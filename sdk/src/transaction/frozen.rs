//! The frozen side of a transaction: content locked, signatures open.
//!
//! A [`FrozenTransaction`] has no setters, so once a body has been signed
//! nothing can change underneath the signature. Trying to edit one is a
//! type error:
//!
//! ```compile_fail
//! use hiero_sdk::{AccountId, TransferTransaction};
//!
//! let frozen = TransferTransaction::new().freeze().unwrap();
//! // Transfers can only be added to the draft.
//! let frozen = frozen.add_hbar_transfer(AccountId::new(0, 0, 2), -1);
//! ```
//!
//! What a frozen transaction *can* do is collect signatures, build its
//! bodies, and execute.

use bytes::Bytes;
use tracing::debug;

use super::builder::{Transaction, TransactionData};
use super::response::TransactionResponse;
use super::signing::{sign_bodies, sign_bodies_with, SignatureMap};
use super::transaction_id::TransactionId;
use crate::client::Client;
use crate::crypto::{sha384, PrivateKey, PublicKey, Signature};
use crate::error::{Error, Result};
use crate::execution::classify::classify_transaction;
use crate::execution::{execute, Executable, ExecuteOptions, Verdict};
use crate::id::AccountId;
use crate::network::Node;
use crate::wire::{self, Request, Response, SchedulableTransactionBody, SignedTransaction, TransactionBody};

/// A transaction bound to its nodes and id, ready to sign and submit.
#[derive(Debug, Clone)]
pub struct FrozenTransaction<D> {
    draft: Transaction<D>,
    transaction_id: TransactionId,
    node_account_ids: Vec<AccountId>,
    /// Canonical body bytes, parallel to `node_account_ids`.
    bodies: Vec<Vec<u8>>,
    /// One map per body.
    signatures: Vec<SignatureMap>,
}

impl<D: TransactionData> FrozenTransaction<D> {
    pub(crate) fn new(
        draft: Transaction<D>,
        transaction_id: TransactionId,
        node_account_ids: Vec<AccountId>,
        bodies: Vec<Vec<u8>>,
    ) -> Self {
        let signatures = vec![SignatureMap::new(); bodies.len()];
        Self {
            draft,
            transaction_id,
            node_account_ids,
            bodies,
            signatures,
        }
    }

    pub fn data(&self) -> &D {
        self.draft.data()
    }

    pub fn memo(&self) -> &str {
        self.draft.get_memo()
    }

    pub fn max_transaction_fee(&self) -> u64 {
        self.draft.get_max_transaction_fee()
    }

    pub fn transaction_valid_duration(&self) -> std::time::Duration {
        self.draft.get_transaction_valid_duration()
    }

    pub fn transaction_id(&self) -> TransactionId {
        self.transaction_id
    }

    pub fn node_account_ids(&self) -> &[AccountId] {
        &self.node_account_ids
    }

    /// Adds a signature from `key` to every node's body. Signing again with
    /// the same key replaces the earlier signatures.
    pub fn sign(mut self, key: &PrivateKey) -> Self {
        sign_bodies(&self.bodies, &mut self.signatures, key);
        self
    }

    /// Signs with a key held elsewhere. `signer` is called once per body.
    pub fn sign_with<F>(mut self, public_key: PublicKey, signer: F) -> Self
    where
        F: Fn(&[u8]) -> Signature,
    {
        sign_bodies_with(&self.bodies, &mut self.signatures, public_key, signer);
        self
    }

    /// Whether every body already carries a signature from `public_key`.
    pub fn contains(&self, public_key: &PublicKey) -> bool {
        self.signatures.iter().all(|map| map.contains(public_key))
    }

    /// Public keys that have signed, in key order.
    pub fn signers(&self) -> Vec<PublicKey> {
        self.signatures
            .first()
            .map(|map| map.public_keys().copied().collect())
            .unwrap_or_default()
    }

    /// The signatures collected for one node's body.
    pub fn signature_map(&self, node_account_id: AccountId) -> Option<&SignatureMap> {
        self.index_of(node_account_id).map(|i| &self.signatures[i])
    }

    /// The exact bytes signed for `node_account_id`.
    pub fn body_bytes(&self, node_account_id: AccountId) -> Option<&[u8]> {
        self.index_of(node_account_id).map(|i| self.bodies[i].as_slice())
    }

    pub fn build_transaction_body(&self, node_account_id: AccountId) -> TransactionBody {
        self.draft.body_for(self.transaction_id, node_account_id)
    }

    pub fn build_scheduled_body(&self) -> SchedulableTransactionBody {
        self.draft.build_scheduled_body()
    }

    /// The signed transaction as sent to `node_account_id`.
    pub fn signed_transaction(&self, node_account_id: AccountId) -> Result<SignedTransaction> {
        let index = self.index_of(node_account_id).ok_or_else(|| {
            Error::InvalidArgument(format!(
                "node {node_account_id} is not one of this transaction's nodes"
            ))
        })?;
        Ok(SignedTransaction {
            body_bytes: self.bodies[index].clone(),
            sig_map: self.signatures[index].to_wire(),
        })
    }

    /// SHA-384 of the signed transaction bytes sent to `node_account_id`.
    pub fn transaction_hash(&self, node_account_id: AccountId) -> Result<Vec<u8>> {
        let bytes = wire::encode(&self.signed_transaction(node_account_id)?)?;
        Ok(sha384(&bytes))
    }

    /// Submits the transaction with the client's retry settings. Signs with
    /// the operator first unless the operator key has already signed.
    pub async fn execute(&mut self, client: &Client) -> Result<TransactionResponse> {
        self.execute_with(client, &ExecuteOptions::default()).await
    }

    pub async fn execute_with(&mut self, client: &Client, options: &ExecuteOptions) -> Result<TransactionResponse> {
        if let Some(operator) = client.operator() {
            if !self.contains(&operator.private_key.public_key()) {
                debug!(transaction_id = %self.transaction_id, "signing with operator");
                sign_bodies(&self.bodies, &mut self.signatures, &operator.private_key);
            }
        }
        if self.signers().is_empty() {
            return Err(Error::IllegalState(
                "transaction has no signatures and the client has no operator".into(),
            ));
        }
        execute(client, &*self, options).await
    }

    fn index_of(&self, node_account_id: AccountId) -> Option<usize> {
        self.node_account_ids.iter().position(|id| *id == node_account_id)
    }
}

impl<D: TransactionData> Executable for FrozenTransaction<D> {
    type Output = TransactionResponse;

    fn operation(&self) -> &'static str {
        D::NAME
    }

    fn transaction_id(&self) -> Option<TransactionId> {
        Some(self.transaction_id)
    }

    fn node_account_ids(&self) -> Option<&[AccountId]> {
        Some(&self.node_account_ids)
    }

    fn make_request(&self, node: &Node) -> Result<Bytes> {
        let request = Request::SubmitTransaction(self.signed_transaction(node.account_id())?);
        Ok(Bytes::from(wire::encode(&request)?))
    }

    fn classify(&self, response: &Response) -> Verdict {
        classify_transaction(response)
    }

    fn map_response(&self, node: &Node, _response: Response) -> Result<TransactionResponse> {
        Ok(TransactionResponse {
            transaction_id: self.transaction_id,
            node_id: node.account_id(),
            hash: self.transaction_hash(node.account_id())?,
        })
    }
}

#[cfg(test)]
mod tests {
    use super::*;
    use crate::timestamp::Timestamp;
    use crate::transaction::TransferTransaction;
    use crate::transaction::TransferData;

    fn frozen() -> FrozenTransaction<TransferData> {
        TransferTransaction::new()
            .add_hbar_transfer(AccountId::new(0, 0, 2), -1)
            .unwrap()
            .add_hbar_transfer(AccountId::new(0, 0, 3), 1)
            .unwrap()
            .node_account_ids(vec![AccountId::new(0, 0, 3), AccountId::new(0, 0, 4)])
            .unwrap()
            .transaction_id(TransactionId::with_valid_start(
                AccountId::new(0, 0, 2),
                Timestamp::new(1_700_000_000, 0).unwrap(),
            ))
            .freeze()
            .unwrap()
    }

    #[test]
    fn one_body_per_node_differing_only_in_node() {
        let tx = frozen();
        let a: TransactionBody = wire::decode(tx.body_bytes(AccountId::new(0, 0, 3)).unwrap()).unwrap();
        let b: TransactionBody = wire::decode(tx.body_bytes(AccountId::new(0, 0, 4)).unwrap()).unwrap();
        assert_eq!(a.node_account_id, AccountId::new(0, 0, 3));
        assert_eq!(b.node_account_id, AccountId::new(0, 0, 4));
        assert_eq!(TransactionBody { node_account_id: a.node_account_id, ..b }, a);
    }

    #[test]
    fn bytes_match_built_body() {
        let tx = frozen();
        let node = AccountId::new(0, 0, 4);
        let rebuilt = wire::encode(&tx.build_transaction_body(node)).unwrap();
        assert_eq!(tx.body_bytes(node).unwrap(), rebuilt.as_slice());
    }

    #[test]
    fn signatures_verify_per_node() {
        let key = PrivateKey::generate();
        let tx = frozen().sign(&key);
        for node in tx.node_account_ids().to_vec() {
            let body = tx.body_bytes(node).unwrap();
            let sig = tx.signature_map(node).unwrap().get(&key.public_key()).unwrap();
            assert!(key.public_key().verify(body, sig));
        }
        assert!(tx.contains(&key.public_key()));
    }

    #[test]
    fn re_signing_same_key_keeps_one_entry() {
        let key = PrivateKey::generate();
        let other = PrivateKey::generate();
        let tx = frozen().sign(&key).sign(&other).sign(&key);
        assert_eq!(tx.signers().len(), 2);
        assert_eq!(tx.signature_map(AccountId::new(0, 0, 3)).unwrap().len(), 2);
    }

    #[test]
    fn signing_does_not_touch_body_bytes() {
        let before = frozen();
        let after = before.clone().sign(&PrivateKey::generate());
        let node = AccountId::new(0, 0, 3);
        assert_eq!(before.body_bytes(node), after.body_bytes(node));
    }

    #[test]
    fn hash_changes_with_signatures_and_is_sha384() {
        let tx = frozen();
        let node = AccountId::new(0, 0, 3);
        let unsigned = tx.transaction_hash(node).unwrap();
        let signed = tx.sign(&PrivateKey::generate()).transaction_hash(node).unwrap();
        assert_eq!(unsigned.len(), 48);
        assert_ne!(unsigned, signed);
    }

    #[test]
    fn unknown_node_is_rejected() {
        assert!(frozen().signed_transaction(AccountId::new(0, 0, 99)).is_err());
        assert!(frozen().body_bytes(AccountId::new(0, 0, 99)).is_none());
    }

    #[test]
    fn read_only_accessors_reflect_the_draft() {
        let tx = frozen();
        assert_eq!(tx.memo(), "");
        assert_eq!(tx.max_transaction_fee(), 100_000_000);
        assert_eq!(tx.data().hbar_transfers().len(), 2);
        assert_eq!(tx.build_scheduled_body().transaction_fee, 100_000_000);
    }
}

----------------------------------------

What is required: Check each line of the data above for the string "TransferTransaction", and copy the ones that have it.

Expected answer:
//! use hiero_sdk::{AccountId, TransferTransaction};
//! let frozen = TransferTransaction::new().freeze().unwrap();
    use crate::transaction::TransferTransaction;
        TransferTransaction::new()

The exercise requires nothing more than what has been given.